The fact that Onghai has an investing background based on value investing and he owns about half of all the shares outstanding tells me he knows how to create shareholder value and is heavily incentivized to succeed. Overall, I really like his background and skin in the game and think management is a crucial part of this investment thesis.

Risks

The most important risk is that LookSmart is unable to gain any traction with its integrated LookSmart/Syncapse products. If revenue doesn’t improve significantly at some point over the next year, the company is going to bleed to death sooner or later due to operating expenses. Other risks are the company gets sold for a decent premium but falling far short of your expectations after a successful turnaround.

Valuation

Although LookSmart is a turnaround that is currently burning cash I don’t think the downside is really 100%. The CEO holds 50% of the shares and has experience with bankruptcy sales through his investing activities and buying the Syncapse assets. The company bought those assets in 2013 for $3 million. To give you an idea, the entire market cap of LookSmart is $5 million. The most important Syncapse asset was Clickable.com between 2006 and 2013; Union Square Ventures, FirstMark Capital and Peter Thiel sank $32.5 million into it and it was acquired by Syncapse only in 2012 for $33 million. They aren’t dumb investors; are the assets Syncapse paid $33 million for a year before really worth only $3 million now?

I don’t think so, not in the least because how Syncapse (Clickable.com) went bankrupt and was forced to sell. From the bankruptcy documents of Syncapse you can learn that the company had a huge overhead. Its major problem was that it lost its Blackberry business when that company lost its mojo. Losing a customer is something most companies can overcome but unfortunately for Syncapse 89% of its revenues in 2009 were coming from Blackberry. So when that company started scaling back marketing due to its own problems it really hurt Syncapse. If you look at its growth rate of the ex-Blackberry business, it was actually growing. A the time of its demise its customers included Anheuser-Busch InBev (BUD, Financial), Alticor Inc. (Amway), The Coca-Cola Company (KO, Financial), Diageo PLC (DEO, Financial), JPMorgan Chase (JPM, Financial) Bank, Johnson & Johnson (JNJ, Financial) and L'Oreal Canada Inc. and in addition to that impressive enterprise customer base, LookSmart had approximately 100 small and medium business clients. I think it’s important to realize this because it tells you something about what the situation could look like if and when LookSmart were able to win back the Syncapse business.
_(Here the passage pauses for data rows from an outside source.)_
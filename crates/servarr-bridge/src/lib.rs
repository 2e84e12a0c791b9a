//! Servarr bridge: MCP and REST surfaces over Sonarr and Radarr
//!
//! The bridge exposes the same set of named operations through two
//! transports: a JSON-RPC stdio protocol for tool-calling clients and a
//! small REST API for deployments behind an HTTP ingress. Both are stateless
//! pass-throughs over the per-backend facades.

pub mod context;
pub mod dispatch;
pub mod facade;
pub mod http_api;
pub mod mcp;
pub mod tools;

pub use context::AppContext;
pub use dispatch::ToolRequest;
pub use facade::{MediaFacade, ServiceKind};
//! Configuration loading utilities

use crate::Config;
use servarr_common::Result as ServarrResult;
use std::env;
use std::path::Path;
use thiserror::Error;
use tracing::debug;

/// Configuration loading errors
#[derive(Debug, Error)]
pub enum ConfigError {
    /// I/O error when reading configuration file
    #[error("Failed to read configuration file: {0}")]
    IoError(#[from] std::io::Error),

    /// YAML parsing error
    #[error("Failed to parse YAML configuration: {0}")]
    ParseError(#[from] serde_yaml::Error),

    /// Configuration validation error
    #[error("Configuration validation failed: {0}")]
    ValidationError(#[from] validator::ValidationErrors),

    /// Environment variable parsing error
    #[error("Failed to parse environment variable '{var}': {source}")]
    EnvParseError {
        var: String,
        #[source]
        source: Box<dyn std::error::Error + Send + Sync>,
    },
}

impl From<ConfigError> for servarr_common::ServarrError {
    fn from(err: ConfigError) -> Self {
        servarr_common::ServarrError::configuration(err.to_string())
    }
}

/// Configuration loader for the application
pub struct ConfigLoader;

impl ConfigLoader {
    /// Load configuration from a YAML file with environment variable overrides
    pub fn load_config<P: AsRef<Path>>(path: P) -> Result<Config, ConfigError> {
        let content = std::fs::read_to_string(path.as_ref())?;
        let mut config: Config = serde_yaml::from_str(&content)?;

        Self::apply_env_overrides(&mut config)?;
        config.validate_all()?;

        Ok(config)
    }

    /// Load configuration from environment variables and files
    ///
    /// Resolution order: `SERVARR_CONFIG_PATH`, then `config.yaml`/`config.yml`
    /// in the working directory, then built-in defaults. Environment variables
    /// override whatever the file provided.
    pub fn load() -> ServarrResult<Config> {
        let config = if let Ok(config_path) = env::var("SERVARR_CONFIG_PATH") {
            Self::load_config(&config_path)?
        } else if Path::new("config.yaml").exists() {
            Self::load_config("config.yaml")?
        } else if Path::new("config.yml").exists() {
            Self::load_config("config.yml")?
        } else {
            debug!("No configuration file found, using defaults with env overrides");
            let mut config = Config::default();
            Self::apply_env_overrides(&mut config)?;
            config.validate_all().map_err(ConfigError::from)?;
            config
        };

        Ok(config)
    }

    /// Load configuration from a specific file
    pub fn load_from_file<P: AsRef<Path>>(path: P) -> ServarrResult<Config> {
        Ok(Self::load_config(path)?)
    }

    /// Apply environment variable overrides to configuration
    fn apply_env_overrides(config: &mut Config) -> Result<(), ConfigError> {
        // Sonarr overrides
        if let Ok(url) = env::var("SONARR_URL") {
            config.sonarr.url = url.trim_end_matches('/').to_string();
        }
        if let Ok(api_key) = env::var("SONARR_API_KEY") {
            config.sonarr.api_key = api_key;
        }

        // Radarr overrides
        if let Ok(url) = env::var("RADARR_URL") {
            config.radarr.url = url.trim_end_matches('/').to_string();
        }
        if let Ok(api_key) = env::var("RADARR_API_KEY") {
            config.radarr.api_key = api_key;
        }

        // Shared overrides
        if let Ok(timeout) = env::var("REQUEST_TIMEOUT") {
            config.request_timeout_seconds =
                timeout.parse().map_err(|e| ConfigError::EnvParseError {
                    var: "REQUEST_TIMEOUT".to_string(),
                    source: Box::new(e),
                })?;
        }

        if let Ok(port) = env::var("PORT") {
            config.http.port = port.parse().map_err(|e| ConfigError::EnvParseError {
                var: "PORT".to_string(),
                source: Box::new(e),
            })?;
        }

        if let Ok(level) = env::var("SERVARR_LOG_LEVEL") {
            config.logging.level = level;
        }

        Ok(())
    }
}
Instead of thinking about the asset value you could go by FCF as well. If LookSmart is able to win back Syncapse business with its new integrated product or to significantly grow adoption of its integrated business $10 million in revenue over 2015 or 2016 are not that outrageous. LookSmart's legacy business brought in approximately $5 million in revenue and Syncapse’s business about $8 million near the end.

If $10 million in revenue seems reasonable as a forward estimate that will result in approximately $2.7 million in EBITDA. With an Enterprise Value of $2.9 million the company trades at an incredible EV/Ebitda multiple of just 1.07x. A bargain like no other in the U.S. markets.

Outlook

The coming year is showtime for LookSmart. We need to see revenue turn a corner and have the company report its product is gaining traction with customers. I expect we are going to see both lowered expenses and customers are, indeed, signing up. The Clickable.com domain is revamped and looks like it's optimized much better to bring in customers. Onghai owns 50% of the shares and is highly incentivized to make it work. The company is hiring sales people every time I check. No doubt, there is a chance Onghai will fail and will have to liquidate the company as best he can; in that scenario investors stand to lose a bundle but never more than 100%. If Onghai succeeds I see a double of the shares as an absolute minimum result.